Reliable antimicrobial screening requires the ability to distinguish drug impacts at multiple concentration levels. Here, serial dilution of the isoniazid, rifampicin, actinomycin D, ethambutol, streptomycin and amikacin resulted in progressive increase in bioluminescence, reflecting dose-dependent inhibition of mycobacterial viability. The assay clearly differentiated between sensitive and non-sensitive concentrations that produced minimal or no effect. Akaluc based platform offers high sensitivity and a broad dynamic range in addition to quantitative precision necessary to identify key pharmacological thresholds for use in antimicrobial testing and large-scale drug discovery like other reported system52,53,54.
An important aim of this study was to use the bioluminescence-based system to quickly evaluate compound activity inside host cells, providing a more efficient approach for early-stage identification of antimycobacterial candidates. The BCGT1::pMV261::PrAg85B::Akaluc allowed real-time monitoring of intracellular mycobacterial killing in THP‑1 cells.

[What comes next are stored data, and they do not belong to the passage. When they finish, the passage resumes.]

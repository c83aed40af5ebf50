//! Generics engine
//!
//! Erasure, subtyping with type-argument containment, substitution,
//! bound checks, least upper and greatest lower bounds, capture conversion
//! and generic method inference.

pub mod bounds;
pub mod capture;
pub mod infer;
pub mod substitute;

pub use bounds::{BoundCheck, CombinedBounds};
pub use substitute::Substitution;

use crate::binding::{BaseType, TypeBinding, TypeId, WildcardKind};
use crate::env::LookupEnvironment;
use crate::error::LookupResult;
use crate::names::well_known;
use rustc_hash::FxHashSet;

// Bound chains deeper than this are malformed (`T extends U, U extends T`)
const MAX_ERASURE_DEPTH: u32 = 16;

impl LookupEnvironment {
    /// Erasure of a type
    ///
    /// Parameterized and raw types erase to their generic class, type
    /// variables and captures to the erasure of their first bound, arrays
    /// component-wise.
    pub fn erasure(&mut self, ty: TypeId) -> LookupResult<TypeId> {
        self.erasure_at(ty, 0)
    }

    fn erasure_at(&mut self, ty: TypeId, depth: u32) -> LookupResult<TypeId> {
        let ty = self.resolved(ty)?;
        if depth > MAX_ERASURE_DEPTH {
            return self.object_type();
        }
        let bound = match self.ty(ty) {
            TypeBinding::Base(_) | TypeBinding::Class(_) | TypeBinding::Problem(_) | TypeBinding::Unresolved(_) => {
                return Ok(ty)
            }
            TypeBinding::Parameterized(p) => return Ok(p.generic),
            TypeBinding::Raw(raw) => return Ok(raw.generic),
            TypeBinding::Array(array) => {
                let (leaf, dimensions) = (array.leaf, array.dimensions);
                let leaf = self.erasure_at(leaf, depth + 1)?;
                return Ok(self.create_array_type(leaf, dimensions));
            }
            TypeBinding::TypeVariable(tv) => tv.first_bound.or(tv.superclass),
            TypeBinding::Captured(capture) => capture.upper_bounds.first().copied(),
            TypeBinding::Wildcard(wildcard) => match wildcard.kind {
                WildcardKind::Extends => wildcard.bound,
                WildcardKind::Unbound | WildcardKind::Super => None,
            },
        };
        match bound {
            Some(bound) => self.erasure_at(bound, depth + 1),
            None => self.object_type(),
        }
    }

    /// Is a value of type `from` assignable to `to` without boxing?
    ///
    /// Covers identity, widening primitive and widening reference
    /// conversion. A raw type converts to any parameterization of its
    /// generic type (unchecked conversion).
    pub fn is_compatible_with(&mut self, from: TypeId, to: TypeId) -> LookupResult<bool> {
        let from = self.resolved(from)?;
        let to = self.resolved(to)?;
        if from == to {
            return Ok(true);
        }
        match (self.ty(from), self.ty(to)) {
            (TypeBinding::Base(a), TypeBinding::Base(b)) => return Ok(a.widens_to(*b)),
            (TypeBinding::Base(BaseType::Null), _) => return Ok(true),
            (TypeBinding::Base(_), _) | (_, TypeBinding::Base(_)) => return Ok(false),
            (TypeBinding::Problem(_), _) | (_, TypeBinding::Problem(_)) => return Ok(true),
            _ => {}
        }
        if self.is_object(to) {
            return Ok(true);
        }
        // Re-entry through a recursive bound (`T extends Comparable<T>`) is
        // assumed to hold; any other re-entry is a malformed cycle.
        if !self.compat_guard.insert((from, to)) {
            return Ok(self.ty(from).is_type_variable_like() || self.ty(to).is_type_variable_like());
        }
        let result = self.is_reference_compatible(from, to);
        self.compat_guard.remove(&(from, to));
        result
    }

    /// Compatibility of `from` with `to`, and whether it needed an unchecked
    /// conversion somewhere (a raw type standing in for a parameterization)
    pub(crate) fn check_compatibility(&mut self, from: TypeId, to: TypeId) -> LookupResult<(bool, bool)> {
        let before = self.unchecked_conversions;
        let compatible = self.is_compatible_with(from, to)?;
        Ok((compatible, compatible && self.unchecked_conversions > before))
    }

    fn is_reference_compatible(&mut self, from: TypeId, to: TypeId) -> LookupResult<bool> {
        // Target-side cases first
        match self.ty(to) {
            TypeBinding::Captured(capture) => {
                let lower = capture.lower_bound;
                if let Some(lower) = lower {
                    if self.is_compatible_with(from, lower)? {
                        return Ok(true);
                    }
                }
                return self.is_bound_compatible(from, to);
            }
            TypeBinding::Wildcard(wildcard) if wildcard.generic.is_none() => {
                let mut bounds: Vec<TypeId> = wildcard.bound.into_iter().collect();
                bounds.extend(wildcard.other_bounds.iter().copied());
                for bound in bounds {
                    if !self.is_compatible_with(from, bound)? {
                        return Ok(false);
                    }
                }
                return Ok(true);
            }
            TypeBinding::TypeVariable(_) => return self.is_bound_compatible(from, to),
            _ => {}
        }

        match self.ty(from) {
            TypeBinding::TypeVariable(_) | TypeBinding::Captured(_) | TypeBinding::Wildcard(_) => {
                self.is_bound_compatible(from, to)
            }
            TypeBinding::Array(array) => {
                let (leaf, dimensions) = (array.leaf, array.dimensions);
                match self.ty(to) {
                    TypeBinding::Array(target) => {
                        let (target_leaf, target_dimensions) = (target.leaf, target.dimensions);
                        let component = self.create_array_type(leaf, dimensions - 1);
                        let target_component = self.create_array_type(target_leaf, target_dimensions - 1);
                        if self.ty(component).as_base().is_some() || self.ty(target_component).as_base().is_some() {
                            return Ok(component == target_component);
                        }
                        self.is_compatible_with(component, target_component)
                    }
                    _ => {
                        let name = self
                            .erasure_class(to)
                            .and_then(|c| self.class(c))
                            .map(|c| c.compound_name.dotted());
                        Ok(matches!(
                            name.as_deref(),
                            Some(well_known::JAVA_LANG_CLONEABLE) | Some(well_known::JAVA_IO_SERIALIZABLE)
                        ))
                    }
                }
            }
            TypeBinding::Class(_) | TypeBinding::Parameterized(_) | TypeBinding::Raw(_) => {
                let Some(target_class) = self.erasure_class(to) else {
                    return Ok(false);
                };
                let Some(supertype) = self.as_super_type(from, target_class)? else {
                    return Ok(false);
                };
                let target_arguments = match self.ty(to) {
                    TypeBinding::Parameterized(p) => p.arguments.clone(),
                    _ => return Ok(true),
                };
                let source_arguments = match self.ty(supertype) {
                    TypeBinding::Parameterized(p) => p.arguments.clone(),
                    // Unchecked conversion
                    _ => {
                        self.unchecked_conversions += 1;
                        return Ok(true);
                    }
                };
                if source_arguments.len() != target_arguments.len() {
                    return Ok(false);
                }
                for (&target, &source) in target_arguments.iter().zip(&source_arguments) {
                    if !self.type_argument_contains(target, source)? {
                        return Ok(false);
                    }
                }
                Ok(true)
            }
            _ => Ok(false),
        }
    }

    // A type variable, capture or intersection is compatible with `to` when one of its upper bounds is
    fn is_bound_compatible(&mut self, from: TypeId, to: TypeId) -> LookupResult<bool> {
        if self.ty(from).is_class_like() || matches!(self.ty(from), TypeBinding::Array(_)) {
            return Ok(false);
        }
        let mut bounds: Vec<TypeId> = self.superclass(from)?.into_iter().collect();
        bounds.extend(self.super_interfaces(from)?);
        for bound in bounds {
            if bound != from && self.is_compatible_with(bound, to)? {
                return Ok(true);
            }
        }
        Ok(false)
    }

    /// The supertype of `ty` whose erasure is `generic_class`, if any
    ///
    /// For `ArrayList<String>` and `List` this answers `List<String>`.
    pub fn as_super_type(&mut self, ty: TypeId, generic_class: TypeId) -> LookupResult<Option<TypeId>> {
        let ty = self.resolved(ty)?;
        let mut visited = FxHashSet::default();
        let mut queue = vec![ty];
        let mut index = 0;
        while index < queue.len() {
            let current = queue[index];
            index += 1;
            if self.erasure_class(current) == Some(generic_class) {
                return Ok(Some(current));
            }
            if !visited.insert(current) {
                continue;
            }
            if let Some(superclass) = self.superclass(current)? {
                queue.push(superclass);
            }
            queue.extend(self.super_interfaces(current)?);
        }
        Ok(None)
    }

    /// Does type argument `container` contain `argument`?
    ///
    /// Non-wildcard arguments must be identical; `? extends B` contains
    /// subtypes of `B`, `? super B` supertypes of `B`, `?` everything.
    pub fn type_argument_contains(&mut self, container: TypeId, argument: TypeId) -> LookupResult<bool> {
        let container = self.resolved(container)?;
        let argument = self.resolved(argument)?;
        if container == argument {
            return Ok(true);
        }
        let Some(wildcard) = self.ty(container).as_wildcard() else {
            return Ok(false);
        };
        let (kind, bound) = (wildcard.kind, wildcard.bound);
        let argument_wildcard = self.ty(argument).as_wildcard().map(|w| (w.kind, w.bound));
        match (kind, bound) {
            (WildcardKind::Unbound, _) | (_, None) => Ok(true),
            (WildcardKind::Extends, Some(bound)) => match argument_wildcard {
                Some((WildcardKind::Extends, Some(argument_bound))) => self.is_compatible_with(argument_bound, bound),
                Some(_) => Ok(self.is_object(bound)),
                None => self.is_compatible_with(argument, bound),
            },
            (WildcardKind::Super, Some(bound)) => match argument_wildcard {
                Some((WildcardKind::Super, Some(argument_bound))) => self.is_compatible_with(bound, argument_bound),
                Some(_) => Ok(false),
                None => self.is_compatible_with(bound, argument),
            },
        }
    }
}
//! Access control
//!
//! Public is visible everywhere. Protected is visible within the package
//! and from subclasses (including code nested in a subclass). Private is
//! visible within the outermost enclosing type of the declaration.
//! Package-private is visible only within the exact same package.

use crate::binding::{Modifiers, PackageId, ScopeId, TypeBinding, TypeId};
use crate::env::LookupEnvironment;
use crate::error::LookupResult;

impl LookupEnvironment {
    fn package_of(&self, ty: TypeId) -> Option<PackageId> {
        let class = self.erasure_class(ty)?;
        self.class(class).map(|c| c.package)
    }

    /// Whether code in `package` may name `ty` (import checks)
    pub fn is_type_visible_in_package(&self, ty: TypeId, package: PackageId) -> bool {
        let Some(class) = self.erasure_class(ty).and_then(|c| self.class(c)) else {
            return true;
        };
        class.modifiers.contains(Modifiers::PUBLIC) || class.package == package
    }

    /// Whether code in `scope` may name `ty`
    pub fn can_type_be_seen(&mut self, ty: TypeId, scope: ScopeId) -> LookupResult<bool> {
        let ty = self.resolved(ty)?;
        let leaf = match self.ty(ty) {
            TypeBinding::Array(array) => array.leaf,
            _ => ty,
        };
        let Some(class) = self.erasure_class(leaf) else {
            return Ok(true);
        };
        let (modifiers, enclosing) = match self.class(class) {
            Some(c) => (c.modifiers, c.enclosing),
            None => return Ok(true),
        };
        match enclosing {
            Some(enclosing) => self.can_member_be_seen(enclosing, modifiers, scope, None),
            None => Ok(modifiers.contains(Modifiers::PUBLIC) || self.package_of(class) == Some(self.scope_package(scope))),
        }
    }

    /// Whether code in `scope` may access a member declared in `declaring`
    ///
    /// `receiver` is the type the member is accessed through; a protected
    /// instance member reached from another package needs a receiver that
    /// is a subclass of the accessing type.
    pub fn can_member_be_seen(
        &mut self,
        declaring: TypeId,
        modifiers: Modifiers,
        scope: ScopeId,
        receiver: Option<TypeId>,
    ) -> LookupResult<bool> {
        if modifiers.contains(Modifiers::PUBLIC) {
            return Ok(true);
        }
        let declaring = self.resolved(declaring)?;
        // Array members (length, clone) are public; anything else without a class is not restricted
        let Some(declaring_class) = self.erasure_class(declaring) else {
            return Ok(true);
        };
        let invocation = self.enclosing_source_type(scope);
        let invocation_package = self.scope_package(scope);
        let declaring_package = self.package_of(declaring_class);

        if modifiers.contains(Modifiers::PRIVATE) {
            return Ok(match invocation {
                Some(invocation) => self.outermost_type(invocation) == self.outermost_type(declaring_class),
                None => false,
            });
        }
        if declaring_package == Some(invocation_package) {
            return Ok(true);
        }
        if !modifiers.contains(Modifiers::PROTECTED) {
            return Ok(false);
        }

        let mut current = invocation;
        while let Some(ty) = current {
            if self.is_subclass_of(ty, declaring_class)? {
                let receiver_ok = match receiver {
                    None => true,
                    Some(_) if modifiers.contains(Modifiers::STATIC) => true,
                    Some(receiver) => match self.erasure_class(receiver) {
                        Some(receiver) => self.is_subclass_of(receiver, ty)?,
                        None => true,
                    },
                };
                if receiver_ok {
                    return Ok(true);
                }
            }
            current = self.class(ty).and_then(|c| c.enclosing);
        }
        Ok(false)
    }
}

#[cfg(test)]
mod tests {
    use crate::binding::Modifiers;
    use crate::decl::{CompilationUnitDecl, TypeDecl, TypeRef};
    use crate::env::LookupEnvironment;
    use crate::options::CompilerOptions;
    use crate::provider::{BinaryTypeDescriptor, InMemoryProvider};
    use crate::reporter::SilentReporter;

    #[test]
    fn test_member_visibility_rules() {
        let mut provider = InMemoryProvider::new();
        provider.add_binary(BinaryTypeDescriptor::class("java/lang/Object").with_superclass(None));
        let mut env = LookupEnvironment::new(CompilerOptions::default(), Box::new(provider), Box::new(SilentReporter));
        let lib = env.build_type_bindings(CompilationUnitDecl::new("Lib.java", "lib").with_type(
            TypeDecl::class("Lib").with_member_type(TypeDecl::class("Nested").with_modifiers(Modifiers::PRIVATE)),
        ));
        let app = env.build_type_bindings(
            CompilationUnitDecl::new("App.java", "app")
                .with_import(crate::decl::ImportDecl::single("lib.Lib"))
                .with_type(TypeDecl::class("App").extends(TypeRef::simple("Lib")))
                .with_type(TypeDecl::class("Other")),
        );
        env.complete_type_bindings().unwrap();
        let lib_type = env.unit_types(lib)[0];
        let nested = env.class(lib_type).unwrap().member_types[0];
        let app_scope = env.class_scope(env.unit_types(app)[0]).unwrap();
        let other_scope = env.class_scope(env.unit_types(app)[1]).unwrap();
        let nested_scope = env.class_scope(nested).unwrap();

        assert!(env.can_member_be_seen(lib_type, Modifiers::PROTECTED, app_scope, None).unwrap());
        assert!(!env.can_member_be_seen(lib_type, Modifiers::PROTECTED, other_scope, None).unwrap());
        assert!(!env.can_member_be_seen(lib_type, Modifiers::empty(), app_scope, None).unwrap());
        assert!(env.can_member_be_seen(lib_type, Modifiers::PRIVATE, nested_scope, None).unwrap());
        assert!(!env.can_member_be_seen(lib_type, Modifiers::PRIVATE, app_scope, None).unwrap());
        assert!(!env.can_type_be_seen(nested, app_scope).unwrap());
    }
}
//! Name resolution through the scope chain
//!
//! Lookups walk the chain innermost first: locals, then each enclosing
//! class (type variables, then members), then the compilation unit (its
//! own types, single-type imports, the package, on-demand imports).

use super::imports::OnDemandImport;
use super::ScopeKind;
use crate::binding::{Binding, BindingMask, FieldId, MethodId, Modifiers, ScopeId, TypeBinding, TypeId, UnitId};
use crate::decl::{TypeArgRef, TypeRef};
use crate::env::LookupEnvironment;
use crate::error::{LookupResult, ProblemBinding, ProblemReason, Resolution};
use crate::lookup::field::MemberHit;
use crate::lookup::InvocationSite;
use crate::names::CompoundName;
use crate::reporter::ProblemId;
use tracing::trace;

// Named type located segment by segment; `classes[k]` is the binding of
// segment `first_type_segment + k`
struct LocatedType {
    first_type_segment: usize,
    classes: Vec<TypeId>,
}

Rifampicin eliminated intracellular bacteria within four days, whereas isoniazid required longer time reflecting their distinct intracellular killing dynamics corroborating previously reported findings15. Reductions in bioluminescence closely mirrored CFU measurements, confirming the assay’s sensitivity. These results underscore its utility as a high-throughput platform for evaluating and optimizing intracellular antimicrobial activity, offering a faster alternative to conventional CFU-based methods and facilitating early-stage drug testing.
A limitation of this study is that only the Akaluc luciferase was evaluated, and comparisons with platforms, such as FLuc–D-luciferin, NanoLuc or substrate-independent Lux CDABE systems, were not performed. We considered Akaluc for its superior sensitivity, enabling detection of low intracellular bacterial burdens without requiring host cell lysis. While its reliance on the relatively costly TokeOni may limit broader applicability, we tried to optimize its concentration and even it was detectable with 1 nM. Future studies comparing different bioluminescent systems would help determine the most practical and cost-effective platform for anti-tuberculosis drug screening.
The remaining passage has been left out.